Numerical grades (2017 onwards)
From 2017 in England (and in Wales and
Northern Ireland on
qualifications from the English boards), some GCSEs are now assessed
on a 9-point scale, using numbers from 9 to 1, and, like before, a U
(unclassified) grade for achievement below the minimum pass mark.
Under this system, 9 is the highest grade, and is set above the former
A* classification, equivalent to the new Northern Irish A* grade. The
former C grade is set at grade 4, with grade 5 being considered a
"good pass" under the new scheme.
Although fewer qualifications have tiered examinations than before,
the tiering system still exists. At foundation tier, the grades 1, 2,
3, 4, and 5 are available, while at higher tier, the grades 4, 5, 6,
7, 8, and 9 are targeted. Once again, if a higher tier student misses
the grade 4 mark by a small margin, they are awarded a grade 3., and
controlled assessment and coursework tasks are untiered.

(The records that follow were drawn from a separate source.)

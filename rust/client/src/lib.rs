// This Source Code Form is subject to the terms of the Mozilla Public
// License, v. 2.0. If a copy of the MPL was not distributed with this
// file, You can obtain one at https://mozilla.org/MPL/2.0/.

//! # Plan-Lite Retrieval Client
//!
//! Async access to the generation backend: run events, artifact listings,
//! and the plan/model files themselves. The backend may be reachable on any
//! of an ordered list of candidate base addresses; each fetch tries them in
//! order and the first success wins. When every candidate fails the caller
//! gets a distinct [`Error::BackendUnavailable`] so the UI can show a
//! persistent banner instead of a one-shot error — and in either case the
//! previous known-good state is kept, never cleared.
//!
//! ```rust,ignore
//! use plan_lite_client::{select_plan_artifact, BackendPool, RequestGuard};
//!
//! let pool = BackendPool::from_env();
//! let guard = RequestGuard::default();
//!
//! let token = guard.begin();
//! let artifacts = pool.fetch_run_artifacts("run-42").await?;
//! if let Some(plan) = select_plan_artifact(&artifacts) {
//!     let svg = pool.fetch_text(&format!("files/p1/run-42/{}", plan.file_name)).await?;
//!     if guard.is_current(token) {
//!         // adopt the document; stale responses are dropped here
//!     }
//! }
//! ```

pub mod artifacts;
pub mod error;
pub mod fetch;
pub mod types;

pub use artifacts::{select_model_artifact, select_plan_artifact};
pub use error::{Error, Result};
pub use fetch::{BackendPool, RequestGuard, RequestToken};
pub use types::{Artifact, FileAddress, FileLocator, RunEvent};
// src/ingest/types.rs
use serde::{Deserialize, Serialize};

use crate::error::Result;

/// One block from an Are.na channel. Only the fields the pipeline reads are typed;
/// everything else in the payload is ignored.
#[derive(Debug, Clone, Default, Serialize, Deserialize, PartialEq, Eq)]
#[serde(default)]
pub struct FeedItem {
    pub id: u64,
    pub title: Option<String>,
    pub source: Option<FeedSource>,
    pub image: Option<FeedImage>,
}

#[derive(Debug, Clone, Default, Serialize, Deserialize, PartialEq, Eq)]
#[serde(default)]
pub struct FeedSource {
    pub url: Option<String>,
}

#[derive(Debug, Clone, Default, Serialize, Deserialize, PartialEq, Eq)]
#[serde(default)]
pub struct FeedImage {
    pub original: Option<ImageVersion>,
}

#[derive(Debug, Clone, Default, Serialize, Deserialize, PartialEq, Eq)]
#[serde(default)]
pub struct ImageVersion {
    pub url: Option<String>,
}

impl FeedItem {
    /// `source.url` if present, else `image.original.url`. Empty strings count as absent.
    pub fn url(&self) -> Option<&str> {
        let primary = self.source.as_ref().and_then(|s| s.url.as_deref());
        let fallback = self
            .image
            .as_ref()
            .and_then(|i| i.original.as_ref())
            .and_then(|o| o.url.as_deref());
        primary
            .filter(|u| !u.trim().is_empty())
            .or_else(|| fallback.filter(|u| !u.trim().is_empty()))
    }
}

/// Envelope of `GET /v2/channels/{slug}/contents`.
#[derive(Debug, Clone, Default, Deserialize)]
#[serde(default)]
pub struct ChannelContents {
    pub contents: Vec<FeedItem>,
}

#[async_trait::async_trait]
pub trait ChannelSource: Send + Sync {
    /// One page of a channel's contents, unfiltered and in channel order.
    async fn channel_contents(&self, slug: &str, page: u32, per: u32) -> Result<Vec<FeedItem>>;
    fn name(&self) -> &'static str;
}
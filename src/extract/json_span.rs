//! Locating the JSON object inside a free-text model reply.
//!
//! The span runs from the first `{` to the last `}` in the text. A reply with
//! several objects, or stray braces around the intended one, produces a span
//! covering all of them; parsing that span then fails downstream.

use once_cell::sync::OnceCell;
use regex::Regex;

fn object_pattern() -> &'static Regex {
    static RE_OBJECT: OnceCell<Regex> = OnceCell::new();
    RE_OBJECT.get_or_init(|| Regex::new(r"(?s)\{.*\}").expect("valid object regex"))
}

/// First brace-delimited span in `text`, or `None` when there is none.
pub fn find_json_object(text: &str) -> Option<&str> {
    object_pattern().find(text).map(|m| m.as_str())
}
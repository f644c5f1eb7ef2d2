// src/cms/types.rs
use async_trait::async_trait;
use serde::{Deserialize, Serialize};

use crate::error::Result;

/// Sanity `_ref` object.
#[derive(Debug, Clone, Serialize, Deserialize, PartialEq, Eq)]
pub struct Reference {
    #[serde(rename = "_type", default = "reference_type")]
    pub kind: String,
    #[serde(rename = "_ref")]
    pub id: String,
}

fn reference_type() -> String {
    "reference".to_string()
}

impl Reference {
    pub fn to(id: impl Into<String>) -> Self {
        Self {
            kind: reference_type(),
            id: id.into(),
        }
    }
}

/// Venue document, owned by the CMS. Looked up, never written.
#[derive(Debug, Clone, Serialize, Deserialize, PartialEq, Eq)]
pub struct Venue {
    #[serde(rename = "_id")]
    pub id: String,
    pub name: String,
    #[serde(default, skip_serializing_if = "Option::is_none")]
    pub address: Option<String>,
    #[serde(default, skip_serializing_if = "Option::is_none")]
    pub website: Option<String>,
    #[serde(default, skip_serializing_if = "Option::is_none")]
    pub neighborhood: Option<Reference>,
}

/// Draft event document as persisted. `id` carries the `drafts.` prefix.
#[derive(Debug, Clone, Serialize, Deserialize, PartialEq, Eq)]
pub struct DraftEvent {
    #[serde(rename = "_id")]
    pub id: String,
    #[serde(rename = "_type", default = "event_type")]
    pub kind: String,
    pub name: String,
    pub venue: Reference,
    #[serde(rename = "startDate")]
    pub start_date: String,
    #[serde(rename = "endDate")]
    pub end_date: String,
    #[serde(default, skip_serializing_if = "Option::is_none")]
    pub website: Option<String>,
}

pub(crate) fn event_type() -> String {
    "event".to_string()
}

/// Read side: run a GROQ query bound to one `$name` parameter.
#[async_trait]
pub trait VenueLookup: Send + Sync {
    async fn find_venue(&self, query: &str, name: &str) -> Result<Option<Venue>>;
}

/// Write side: create one document.
#[async_trait]
pub trait DocumentSink: Send + Sync {
    async fn create_document(&self, doc: &DraftEvent) -> Result<()>;
}
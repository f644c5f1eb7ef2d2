// tests/extractor.rs
mod common;

use std::sync::{Arc, Mutex};

use async_trait::async_trait;
use axum::http::StatusCode;
use axum::routing::get;
use axum::Router;

use exhibition_importer::extract::{
    CompletionProvider, ContentBlock, ExhibitionExtractor, HttpPageFetcher, PageFetcher,
};
use exhibition_importer::{Exhibition, ImportError, Result};

/// Serves a fixed body and records requested URLs.
struct FakePage {
    body: String,
    calls: Arc<Mutex<Vec<String>>>,
}

#[async_trait]
impl PageFetcher for FakePage {
    async fn fetch_page(&self, url: &str) -> Result<String> {
        self.calls.lock().unwrap().push(url.to_string());
        Ok(self.body.clone())
    }
}

/// Replies with fixed blocks and records prompts.
struct FakeLlm {
    reply: Vec<ContentBlock>,
    prompts: Arc<Mutex<Vec<String>>>,
}

#[async_trait]
impl CompletionProvider for FakeLlm {
    async fn complete(&self, prompt: &str) -> Result<Vec<ContentBlock>> {
        self.prompts.lock().unwrap().push(prompt.to_string());
        Ok(self.reply.clone())
    }
    fn name(&self) -> &'static str {
        "fake"
    }
}

struct Harness {
    extractor: ExhibitionExtractor,
    page_calls: Arc<Mutex<Vec<String>>>,
    prompts: Arc<Mutex<Vec<String>>>,
}

fn harness(body: &str, reply: Vec<ContentBlock>) -> Harness {
    let page_calls = Arc::new(Mutex::new(Vec::new()));
    let prompts = Arc::new(Mutex::new(Vec::new()));
    let extractor = ExhibitionExtractor::new(
        Arc::new(FakePage {
            body: body.to_string(),
            calls: page_calls.clone(),
        }),
        Arc::new(FakeLlm {
            reply,
            prompts: prompts.clone(),
        }),
    );
    Harness {
        extractor,
        page_calls,
        prompts,
    }
}

const PAGE: &str = r#"
<html>
  <body>
    <h1>Gallery Exhibition</h1>
    <p>At Test Gallery</p>
    <p>January 1 - February 1, 2024</p>
  </body>
</html>
"#;

#[tokio::test]
async fn extracts_exactly_the_model_fields() {
    let reply = serde_json::json!({
        "venue_name": "Test Gallery",
        "title": "Gallery Exhibition",
        "start_date": "2024-01-01",
        "end_date": "2024-02-01",
        "website": "https://example.com"
    })
    .to_string();
    let h = harness(PAGE, vec![ContentBlock::Text(reply)]);

    let ex = h.extractor.extract("https://example.com").await.unwrap();

    assert_eq!(
        ex,
        Exhibition {
            venue_name: "Test Gallery".into(),
            title: "Gallery Exhibition".into(),
            start_date: "2024-01-01".into(),
            end_date: "2024-02-01".into(),
            website: "https://example.com".into(),
        }
    );
    assert_eq!(*h.page_calls.lock().unwrap(), vec!["https://example.com"]);
    let prompts = h.prompts.lock().unwrap();
    assert_eq!(prompts.len(), 1);
    assert!(prompts[0].contains("<h1>Gallery Exhibition</h1>"));
    assert!(prompts[0].contains("(https://example.com)"));
}

#[tokio::test]
async fn empty_fields_are_not_defaulted() {
    let reply = r#"Here you go: {"venue_name":"","title":"","start_date":"","end_date":"","website":""}"#;
    let h = harness(PAGE, vec![ContentBlock::Text(reply.into())]);
    let ex = h.extractor.extract("https://example.com").await.unwrap();
    assert_eq!(ex, Exhibition::default());
}

#[tokio::test]
async fn reply_without_json_is_no_json_found() {
    let h = harness("<html></html>", vec![ContentBlock::Text("No JSON here".into())]);
    let err = h.extractor.extract("https://example.com").await.unwrap_err();
    assert!(matches!(err, ImportError::NoJsonFound));
    assert_eq!(err.to_string(), "Could not extract JSON from model response");
}

#[tokio::test]
async fn malformed_span_is_malformed_json() {
    let h = harness(
        "<html></html>",
        vec![ContentBlock::Text(r#"{"title": "A",}"#.into())],
    );
    let err = h.extractor.extract("https://example.com").await.unwrap_err();
    assert!(matches!(err, ImportError::MalformedJson(_)));
    assert!(err.is_item_level());
}

#[tokio::test]
async fn non_text_first_block_is_unexpected() {
    let h = harness(
        "<html></html>",
        vec![
            ContentBlock::Other("tool_use".into()),
            ContentBlock::Text(r#"{"title":"A"}"#.into()),
        ],
    );
    let err = h.extractor.extract("https://example.com").await.unwrap_err();
    assert!(matches!(err, ImportError::UnexpectedResponse(ref k) if k == "tool_use"));
}

#[tokio::test]
async fn empty_reply_is_unexpected() {
    let h = harness("<html></html>", vec![]);
    let err = h.extractor.extract("https://example.com").await.unwrap_err();
    assert!(matches!(err, ImportError::UnexpectedResponse(_)));
}

#[tokio::test]
async fn page_markup_is_capped_at_50k_chars() {
    let body = format!("{}TAIL_MARKER", "#".repeat(60_000));
    let h = harness(&body, vec![ContentBlock::Text("{}".into())]);
    h.extractor.extract("https://example.com").await.unwrap();

    let prompts = h.prompts.lock().unwrap();
    assert_eq!(prompts[0].matches('#').count(), 50_000);
    assert!(!prompts[0].contains("TAIL_MARKER"));
}

#[tokio::test]
async fn http_fetch_failure_carries_status_text_and_skips_model() {
    let router = Router::new()
        .route("/ok", get(|| async { "<html>ok</html>" }))
        .route("/missing", get(|| async { (StatusCode::NOT_FOUND, "nope") }));
    let base = common::spawn_server(router).await;

    let prompts = Arc::new(Mutex::new(Vec::new()));
    let extractor = ExhibitionExtractor::new(
        Arc::new(HttpPageFetcher::new(common::http_client())),
        Arc::new(FakeLlm {
            reply: vec![ContentBlock::Text(r#"{"title":"ok"}"#.into())],
            prompts: prompts.clone(),
        }),
    );

    let url = format!("{base}/missing");
    let err = extractor.extract(&url).await.unwrap_err();
    assert!(matches!(err, ImportError::Fetch { ref status, .. } if status == "Not Found"));
    assert_eq!(err.to_string(), format!("Failed to fetch {url}: Not Found"));
    assert!(prompts.lock().unwrap().is_empty());

    let ex = extractor.extract(&format!("{base}/ok")).await.unwrap();
    assert_eq!(ex.title, "ok");
    assert!(prompts.lock().unwrap()[0].contains("<html>ok</html>"));
}
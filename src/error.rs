// src/error.rs
use thiserror::Error;

/// Everything that can go wrong between listing the channel and writing a draft.
#[derive(Debug, Error)]
pub enum ImportError {
    /// Missing credential or unusable setting. Raised before any request.
    #[error("{0}")]
    Configuration(String),

    /// The settings file exists but could not be read or parsed.
    #[error("invalid settings file {path}: {message}")]
    Settings { path: String, message: String },

    /// Listing the source channel failed.
    #[error("Are.na request failed ({status}): {message}")]
    Feed { status: u16, message: String },

    #[error("Failed to fetch {url}: {status}")]
    Fetch { url: String, status: String },

    #[error("completion request failed ({status}): {message}")]
    Completion { status: u16, message: String },

    /// The completion request never produced a readable reply (connect, timeout, body decode).
    #[error("completion transport error: {0}")]
    CompletionTransport(String),

    #[error("Unexpected response type from model: {0}")]
    UnexpectedResponse(String),

    #[error("Could not extract JSON from model response")]
    NoJsonFound,

    #[error("malformed JSON in model response: {0}")]
    MalformedJson(#[from] serde_json::Error),

    #[error("venue lookup failed: {0}")]
    Resolution(String),

    #[error("failed to create draft {id}: {message}")]
    Publish { id: String, message: String },

    #[error("http transport error: {0}")]
    Http(#[from] reqwest::Error),
}

impl ImportError {
    /// Failures confined to a single feed item; the pipeline logs and skips them.
    pub fn is_item_level(&self) -> bool {
        matches!(
            self,
            ImportError::Fetch { .. }
                | ImportError::Completion { .. }
                | ImportError::CompletionTransport(_)
                | ImportError::UnexpectedResponse(_)
                | ImportError::NoJsonFound
                | ImportError::MalformedJson(_)
        )
    }
}

pub type Result<T> = std::result::Result<T, ImportError>;
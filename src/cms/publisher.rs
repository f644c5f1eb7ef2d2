//! Draft event construction and persistence.
//!
//! Unlike venue resolution, a failed write is returned to the caller.

use chrono::{NaiveDate, Utc};
use rand::distr::Alphanumeric;
use rand::Rng;

use crate::cms::types::{event_type, DocumentSink, DraftEvent, Reference, Venue};
use crate::config::FALLBACK_VENUE_ID;
use crate::error::Result;
use crate::exhibition::Exhibition;

pub const DRAFT_PREFIX: &str = "drafts.";
pub const UNTITLED: &str = "Untitled Exhibition";

/// `drafts.` + base36 millisecond timestamp + random suffix.
pub fn new_draft_id() -> String {
    let millis = Utc::now().timestamp_millis().max(0) as u64;
    let suffix: String = rand::rng()
        .sample_iter(&Alphanumeric)
        .take(8)
        .map(char::from)
        .collect();
    format!("{DRAFT_PREFIX}{}-{}", to_base36(millis), suffix.to_lowercase())
}

fn to_base36(mut n: u64) -> String {
    const DIGITS: &[u8] = b"0123456789abcdefghijklmnopqrstuvwxyz";
    if n == 0 {
        return "0".to_string();
    }
    let mut out = Vec::new();
    while n > 0 {
        out.push(DIGITS[(n % 36) as usize]);
        n /= 36;
    }
    out.reverse();
    String::from_utf8_lossy(&out).into_owned()
}

fn or_default(value: &str, default: impl FnOnce() -> String) -> String {
    if value.trim().is_empty() {
        default()
    } else {
        value.to_string()
    }
}

/// Apply defaults and pick the venue reference. Pure apart from the generated id.
pub fn build_draft(
    exhibition: &Exhibition,
    venue: Option<&Venue>,
    fallback_venue_id: &str,
    today: NaiveDate,
) -> DraftEvent {
    let venue_ref = venue.map_or(fallback_venue_id, |v| v.id.as_str());
    let today = today.format("%Y-%m-%d").to_string();
    let website = Some(exhibition.website.trim())
        .filter(|w| !w.is_empty())
        .map(str::to_string);

    DraftEvent {
        id: new_draft_id(),
        kind: event_type(),
        name: or_default(&exhibition.title, || UNTITLED.to_string()),
        venue: Reference::to(venue_ref),
        start_date: or_default(&exhibition.start_date, || today.clone()),
        end_date: or_default(&exhibition.end_date, || today.clone()),
        website,
    }
}

pub struct DraftPublisher<'a> {
    sink: &'a dyn DocumentSink,
    fallback_venue_id: String,
}

impl<'a> DraftPublisher<'a> {
    pub fn new(sink: &'a dyn DocumentSink) -> Self {
        Self {
            sink,
            fallback_venue_id: FALLBACK_VENUE_ID.to_string(),
        }
    }

    pub fn with_fallback_venue(mut self, id: impl Into<String>) -> Self {
        self.fallback_venue_id = id.into();
        self
    }

    /// Build the draft for today's UTC date and persist it.
    pub async fn publish(&self, exhibition: &Exhibition, venue: Option<&Venue>) -> Result<DraftEvent> {
        let today = Utc::now().date_naive();
        let draft = build_draft(exhibition, venue, &self.fallback_venue_id, today);

        if let Err(e) = self.sink.create_document(&draft).await {
            tracing::error!(error = %e, draft_id = %draft.id, title = %draft.name, "error creating draft event");
            return Err(e);
        }
        tracing::info!(draft_id = %draft.id, venue = %draft.venue.id, "draft event created");
        Ok(draft)
    }
}
//! Anthropic Messages API provider.

use async_trait::async_trait;
use reqwest::Client;
use serde::{Deserialize, Serialize};

use crate::config::app::{require_secret, AnthropicConfig, ENV_ANTHROPIC_KEY};
use crate::error::{ImportError, Result};

pub const ANTHROPIC_VERSION: &str = "2023-06-01";

/// One element of the reply's `content` array. Anything that is not text is
/// kept only by its type name.
#[derive(Debug, Clone, PartialEq, Eq)]
pub enum ContentBlock {
    Text(String),
    Other(String),
}

#[derive(Debug, Deserialize)]
struct RawBlock {
    #[serde(rename = "type")]
    kind: String,
    #[serde(default)]
    text: Option<String>,
}

impl From<RawBlock> for ContentBlock {
    fn from(b: RawBlock) -> Self {
        match (b.kind.as_str(), b.text) {
            ("text", Some(text)) => ContentBlock::Text(text),
            _ => ContentBlock::Other(b.kind),
        }
    }
}

/// Single-turn completion seam. Separated so the extractor can be driven by
/// a fake in tests.
#[async_trait]
pub trait CompletionProvider: Send + Sync {
    async fn complete(&self, prompt: &str) -> Result<Vec<ContentBlock>>;
    fn name(&self) -> &'static str;
}

pub struct AnthropicProvider {
    http: Client,
    base_url: String,
    api_key: String,
    model: String,
    max_tokens: u32,
}

impl AnthropicProvider {
    pub fn new(cfg: &AnthropicConfig, http: Client) -> Result<Self> {
        let api_key = require_secret(cfg.api_key.as_deref(), ENV_ANTHROPIC_KEY)?;
        Ok(Self {
            http,
            base_url: cfg.base_url.trim_end_matches('/').to_string(),
            api_key,
            model: cfg.model.clone(),
            max_tokens: cfg.max_tokens,
        })
    }
}

#[async_trait]
impl CompletionProvider for AnthropicProvider {
    async fn complete(&self, prompt: &str) -> Result<Vec<ContentBlock>> {
        #[derive(Serialize)]
        struct Msg<'a> {
            role: &'a str,
            content: &'a str,
        }
        #[derive(Serialize)]
        struct Req<'a> {
            model: &'a str,
            max_tokens: u32,
            messages: Vec<Msg<'a>>,
        }
        #[derive(Deserialize)]
        struct Resp {
            #[serde(default)]
            content: Vec<RawBlock>,
        }

        let req = Req {
            model: &self.model,
            max_tokens: self.max_tokens,
            messages: vec![Msg {
                role: "user",
                content: prompt,
            }],
        };

        let resp = self
            .http
            .post(format!("{}/v1/messages", self.base_url))
            .header("x-api-key", &self.api_key)
            .header("anthropic-version", ANTHROPIC_VERSION)
            .json(&req)
            .send()
            .await
            .map_err(|e| ImportError::CompletionTransport(e.to_string()))?;

        let status = resp.status();
        if !status.is_success() {
            let body = resp.text().await.unwrap_or_default();
            return Err(ImportError::Completion {
                status: status.as_u16(),
                message: body,
            });
        }

        let body: Resp = resp
            .json()
            .await
            .map_err(|e| ImportError::CompletionTransport(e.to_string()))?;
        Ok(body.content.into_iter().map(ContentBlock::from).collect())
    }

    fn name(&self) -> &'static str {
        "anthropic"
    }
}

#[cfg(test)]
mod tests {
    use super::*;

    #[test]
    fn raw_blocks_map_to_content_blocks() {
        let blocks: Vec<RawBlock> = serde_json::from_str(
            r#"[{"type":"text","text":"hi"},{"type":"tool_use","id":"t1","name":"x","input":{}}]"#,
        )
        .unwrap();
        let mapped: Vec<ContentBlock> = blocks.into_iter().map(ContentBlock::from).collect();
        assert_eq!(
            mapped,
            vec![
                ContentBlock::Text("hi".into()),
                ContentBlock::Other("tool_use".into())
            ]
        );
    }

    #[test]
    fn missing_key_is_a_configuration_error() {
        let cfg = AnthropicConfig::default();
        let err = AnthropicProvider::new(&cfg, Client::new())
            .err()
            .expect("must fail without key");
        assert_eq!(
            err.to_string(),
            "ANTHROPIC_API_KEY environment variable is not set"
        );
    }
}
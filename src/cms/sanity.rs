// src/cms/sanity.rs
use async_trait::async_trait;
use reqwest::Client;
use serde::Deserialize;

use crate::cms::types::{DocumentSink, DraftEvent, Venue, VenueLookup};
use crate::config::app::{require_secret, SanityConfig, ENV_SANITY_TOKEN};
use crate::error::{ImportError, Result};

/// Sanity HTTP API client. Reads need no token; writes require one.
pub struct SanityClient {
    http: Client,
    query_base: String,
    api_base: String,
    dataset: String,
    token: Option<String>,
}

#[derive(Debug, Deserialize)]
struct QueryEnvelope<T> {
    result: Option<T>,
}

impl SanityClient {
    pub fn new(cfg: &SanityConfig, http: Client) -> Self {
        Self {
            http,
            query_base: cfg.query_base(),
            api_base: cfg.api_base(),
            dataset: cfg.dataset.clone(),
            token: cfg.token.clone().filter(|t| !t.trim().is_empty()),
        }
    }

    pub fn can_write(&self) -> bool {
        self.token.is_some()
    }
}

#[async_trait]
impl VenueLookup for SanityClient {
    async fn find_venue(&self, query: &str, name: &str) -> Result<Option<Venue>> {
        let url = format!("{}/data/query/{}", self.query_base, self.dataset);
        // GROQ parameters are passed as JSON literals.
        let name_param = serde_json::to_string(name)
            .map_err(|e| ImportError::Resolution(e.to_string()))?;

        let resp = self
            .http
            .get(&url)
            .query(&[("query", query), ("$name", name_param.as_str())])
            .send()
            .await
            .map_err(|e| ImportError::Resolution(e.to_string()))?;

        let status = resp.status();
        if !status.is_success() {
            let body = resp.text().await.unwrap_or_default();
            return Err(ImportError::Resolution(format!("{status}: {body}")));
        }

        let envelope: QueryEnvelope<Venue> = resp
            .json()
            .await
            .map_err(|e| ImportError::Resolution(e.to_string()))?;
        Ok(envelope.result)
    }
}

#[async_trait]
impl DocumentSink for SanityClient {
    async fn create_document(&self, doc: &DraftEvent) -> Result<()> {
        let token = require_secret(self.token.as_deref(), ENV_SANITY_TOKEN)?;
        let url = format!("{}/data/mutate/{}", self.api_base, self.dataset);
        let body = serde_json::json!({ "mutations": [{ "create": doc }] });

        let resp = self
            .http
            .post(&url)
            .bearer_auth(token)
            .json(&body)
            .send()
            .await
            .map_err(|e| ImportError::Publish {
                id: doc.id.clone(),
                message: e.to_string(),
            })?;

        let status = resp.status();
        if !status.is_success() {
            let text = resp.text().await.unwrap_or_default();
            return Err(ImportError::Publish {
                id: doc.id.clone(),
                message: format!("{status}: {text}"),
            });
        }
        Ok(())
    }
}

Ofqual showing statistics about GCSE entries in 2016.
5.24 million people took a GCSE in that year.
GCSE results are published by the examination board in August, for the
previous exam series in April to June of the same year. They are
usually released one week after the A-Level results, in the fourth
week of August, with CCEA results on Tuesday and the other boards'
results on Thursday. Some boards and schools release results online,
although many still require students to attend in person to collect
their results from the centre they sat exams at.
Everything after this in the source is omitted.